**Problem to solve**
Transcribe the full listing, keeping every word as it stands.
━━━━━━━━━━━━━━━━
//! Session token issuing and validation
//!
//! Tokens are HS256 signed with a shared secret and carry an `active` flag.
//! Logging out does not revoke anything server side: the client receives a
//! replacement token with `active = false`, which every authenticated route
//! rejects.
//!
//! ## Usage
//!
//! ```rust
//! use crypto_core::jwt::TokenIssuer;
//!
//! let issuer = TokenIssuer::from_secret("change-me").unwrap();
//! let token = issuer.issue(42, "ann@example.com", "ann", true).unwrap();
//! let claims = issuer.validate_active(&token).unwrap();
//! assert_eq!(claims.user_id().unwrap(), 42);
//! ```
use chrono::{Duration, Utc};
use jsonwebtoken::{
    decode, encode, errors::ErrorKind, Algorithm, DecodingKey, EncodingKey, Header, TokenData,
    Validation,
};
use serde::{Deserialize, Serialize};
use std::fmt;

// ============================================================================
// Constants
// ============================================================================

const DEFAULT_TOKEN_TTL_HOURS: i64 = 24;

const JWT_ALGORITHM: Algorithm = Algorithm::HS256;

// ============================================================================
// Data Structures
// ============================================================================

/// JWT Claims structure
#[derive(Debug, Serialize, Deserialize, Clone, PartialEq, Eq)]
pub struct Claims {
    /// Subject (numeric user id as a string)
    pub sub: String,
    /// Issued at (Unix timestamp)
    pub iat: i64,
    /// Expiration time (Unix timestamp)
    pub exp: i64,
    /// False once the session has been logged out
    pub active: bool,
    pub email: String,
    pub username: String,
}

impl Claims {
    pub fn user_id(&self) -> Result<i64, TokenError> {
        self.sub.parse().map_err(|_| TokenError::Malformed)
    }
}

/// Token failures. The display strings are returned to API clients verbatim.
#[derive(Debug, thiserror::Error, Clone, PartialEq, Eq)]
pub enum TokenError {
    #[error("Failed to parse token")]
    Malformed,
    #[error("Token has expired")]
    Expired,
    #[error("Token is not active")]
    Inactive,
    #[error("JWT secret must not be empty")]
    EmptySecret,
    #[error("Failed to sign token: {0}")]
    Signing(String),
}

// ============================================================================
// Issuer
// ============================================================================

/// Signs and validates session tokens with one shared secret.
///
/// Built once at startup and handed to the HTTP layer through application
/// state; there is no global key storage.
#[derive(Clone)]
pub struct TokenIssuer {
    encoding_key: EncodingKey,
    decoding_key: DecodingKey,
    ttl: Duration,
}

impl fmt::Debug for TokenIssuer {
    fn fmt(&self, f: &mut fmt::Formatter<'_>) -> fmt::Result {
        f.debug_struct("TokenIssuer")
            .field("secret", &"[REDACTED]")
            .field("ttl", &self.ttl)
            .finish()
    }
}

impl TokenIssuer {
    pub fn from_secret(secret: &str) -> Result<Self, TokenError> {
        if secret.is_empty() {
            return Err(TokenError::EmptySecret);
        }

        Ok(Self {
            encoding_key: EncodingKey::from_secret(secret.as_bytes()),
            decoding_key: DecodingKey::from_secret(secret.as_bytes()),
            ttl: Duration::hours(DEFAULT_TOKEN_TTL_HOURS),
        })
    }

    pub fn with_ttl(mut self, ttl: Duration) -> Self {
        self.ttl = ttl;
        self
    }

    pub fn ttl(&self) -> Duration {
        self.ttl
    }

    /// Issue a token for `user_id`.
    ///
    /// `active = false` produces the token handed out on logout.
    pub fn issue(
        &self,
        user_id: i64,
        email: &str,
        username: &str,
        active: bool,
    ) -> Result<String, TokenError> {
        let now = Utc::now();
        let expiry = now + self.ttl;

        let claims = Claims {
            sub: user_id.to_string(),
            iat: now.timestamp(),
            exp: expiry.timestamp(),
            active,
            email: email.to_string(),
            username: username.to_string(),
        };

        encode(&Header::new(JWT_ALGORITHM), &claims, &self.encoding_key)
            .map_err(|e| TokenError::Signing(e.to_string()))
    }

    /// Verify signature and expiry, without looking at the `active` flag.
    pub fn decode(&self, token: &str) -> Result<TokenData<Claims>, TokenError> {
        let mut validation = Validation::new(JWT_ALGORITHM);
        validation.validate_exp = true;
        validation.leeway = 0;

        decode::<Claims>(token, &self.decoding_key, &validation).map_err(|e| match e.kind() {
            ErrorKind::ExpiredSignature => TokenError::Expired,
            _ => {
                tracing::debug!(error = %e, "token rejected");
                TokenError::Malformed
            }
        })
    }

    /// Full check used by the authentication middleware.
    pub fn validate_active(&self, token: &str) -> Result<Claims, TokenError> {
        let claims = self.decode(token)?.claims;
        if !claims.active {
            return Err(TokenError::Inactive);
        }
        claims.user_id()?;
        Ok(claims)
    }
}

// ============================================================================
// Tests
// ============================================================================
━━━━━━━━━━━━━━━━
**Your solution**
//! Session token issuing and validation
//!
//! Tokens are HS256 signed with a shared secret and carry an `active` flag.
//! Logging out does not revoke anything server side: the client receives a
//! replacement token with `active = false`, which every authenticated route
//! rejects.
//!
//! ## Usage
//!
//! ```rust
//! use crypto_core::jwt::TokenIssuer;
//!
//! let issuer = TokenIssuer::from_secret("change-me").unwrap();
//! let token = issuer.issue(42, "ann@example.com", "ann", true).unwrap();
//! let claims = issuer.validate_active(&token).unwrap();
//! assert_eq!(claims.user_id().unwrap(), 42);
//! ```
use chrono::{Duration, Utc};
use jsonwebtoken::{
    decode, encode, errors::ErrorKind, Algorithm, DecodingKey, EncodingKey, Header, TokenData,
    Validation,
};
use serde::{Deserialize, Serialize};
use std::fmt;

// ============================================================================
// Constants
// ============================================================================

const DEFAULT_TOKEN_TTL_HOURS: i64 = 24;

const JWT_ALGORITHM: Algorithm = Algorithm::HS256;

// ============================================================================
// Data Structures
// ============================================================================

/// JWT Claims structure
#[derive(Debug, Serialize, Deserialize, Clone, PartialEq, Eq)]
pub struct Claims {
    /// Subject (numeric user id as a string)
    pub sub: String,
    /// Issued at (Unix timestamp)
    pub iat: i64,
    /// Expiration time (Unix timestamp)
    pub exp: i64,
    /// False once the session has been logged out
    pub active: bool,
    pub email: String,
    pub username: String,
}

impl Claims {
    pub fn user_id(&self) -> Result<i64, TokenError> {
        self.sub.parse().map_err(|_| TokenError::Malformed)
    }
}

/// Token failures. The display strings are returned to API clients verbatim.
#[derive(Debug, thiserror::Error, Clone, PartialEq, Eq)]
pub enum TokenError {
    #[error("Failed to parse token")]
    Malformed,
    #[error("Token has expired")]
    Expired,
    #[error("Token is not active")]
    Inactive,
    #[error("JWT secret must not be empty")]
    EmptySecret,
    #[error("Failed to sign token: {0}")]
    Signing(String),
}

// ============================================================================
// Issuer
// ============================================================================

/// Signs and validates session tokens with one shared secret.
///
/// Built once at startup and handed to the HTTP layer through application
/// state; there is no global key storage.
#[derive(Clone)]
pub struct TokenIssuer {
    encoding_key: EncodingKey,
    decoding_key: DecodingKey,
    ttl: Duration,
}

impl fmt::Debug for TokenIssuer {
    fn fmt(&self, f: &mut fmt::Formatter<'_>) -> fmt::Result {
        f.debug_struct("TokenIssuer")
            .field("secret", &"[REDACTED]")
            .field("ttl", &self.ttl)
            .finish()
    }
}

impl TokenIssuer {
    pub fn from_secret(secret: &str) -> Result<Self, TokenError> {
        if secret.is_empty() {
            return Err(TokenError::EmptySecret);
        }

        Ok(Self {
            encoding_key: EncodingKey::from_secret(secret.as_bytes()),
            decoding_key: DecodingKey::from_secret(secret.as_bytes()),
            ttl: Duration::hours(DEFAULT_TOKEN_TTL_HOURS),
        })
    }

    pub fn with_ttl(mut self, ttl: Duration) -> Self {
        self.ttl = ttl;
        self
    }

    pub fn ttl(&self) -> Duration {
        self.ttl
    }

    /// Issue a token for `user_id`.
    ///
    /// `active = false` produces the token handed out on logout.
    pub fn issue(
        &self,
        user_id: i64,
        email: &str,
        username: &str,
        active: bool,
    ) -> Result<String, TokenError> {
        let now = Utc::now();
        let expiry = now + self.ttl;

        let claims = Claims {
            sub: user_id.to_string(),
            iat: now.timestamp(),
            exp: expiry.timestamp(),
            active,
            email: email.to_string(),
            username: username.to_string(),
        };

        encode(&Header::new(JWT_ALGORITHM), &claims, &self.encoding_key)
            .map_err(|e| TokenError::Signing(e.to_string()))
    }

    /// Verify signature and expiry, without looking at the `active` flag.
    pub fn decode(&self, token: &str) -> Result<TokenData<Claims>, TokenError> {
        let mut validation = Validation::new(JWT_ALGORITHM);
        validation.validate_exp = true;
        validation.leeway = 0;

        decode::<Claims>(token, &self.decoding_key, &validation).map_err(|e| match e.kind() {
            ErrorKind::ExpiredSignature => TokenError::Expired,
            _ => {
                tracing::debug!(error = %e, "token rejected");
                TokenError::Malformed
            }
        })
    }

    /// Full check used by the authentication middleware.
    pub fn validate_active(&self, token: &str) -> Result<Claims, TokenError> {
        let claims = self.decode(token)?.claims;
        if !claims.active {
            return Err(TokenError::Inactive);
        }
        claims.user_id()?;
        Ok(claims)
    }
}

// ============================================================================
// Tests
// ============================================================================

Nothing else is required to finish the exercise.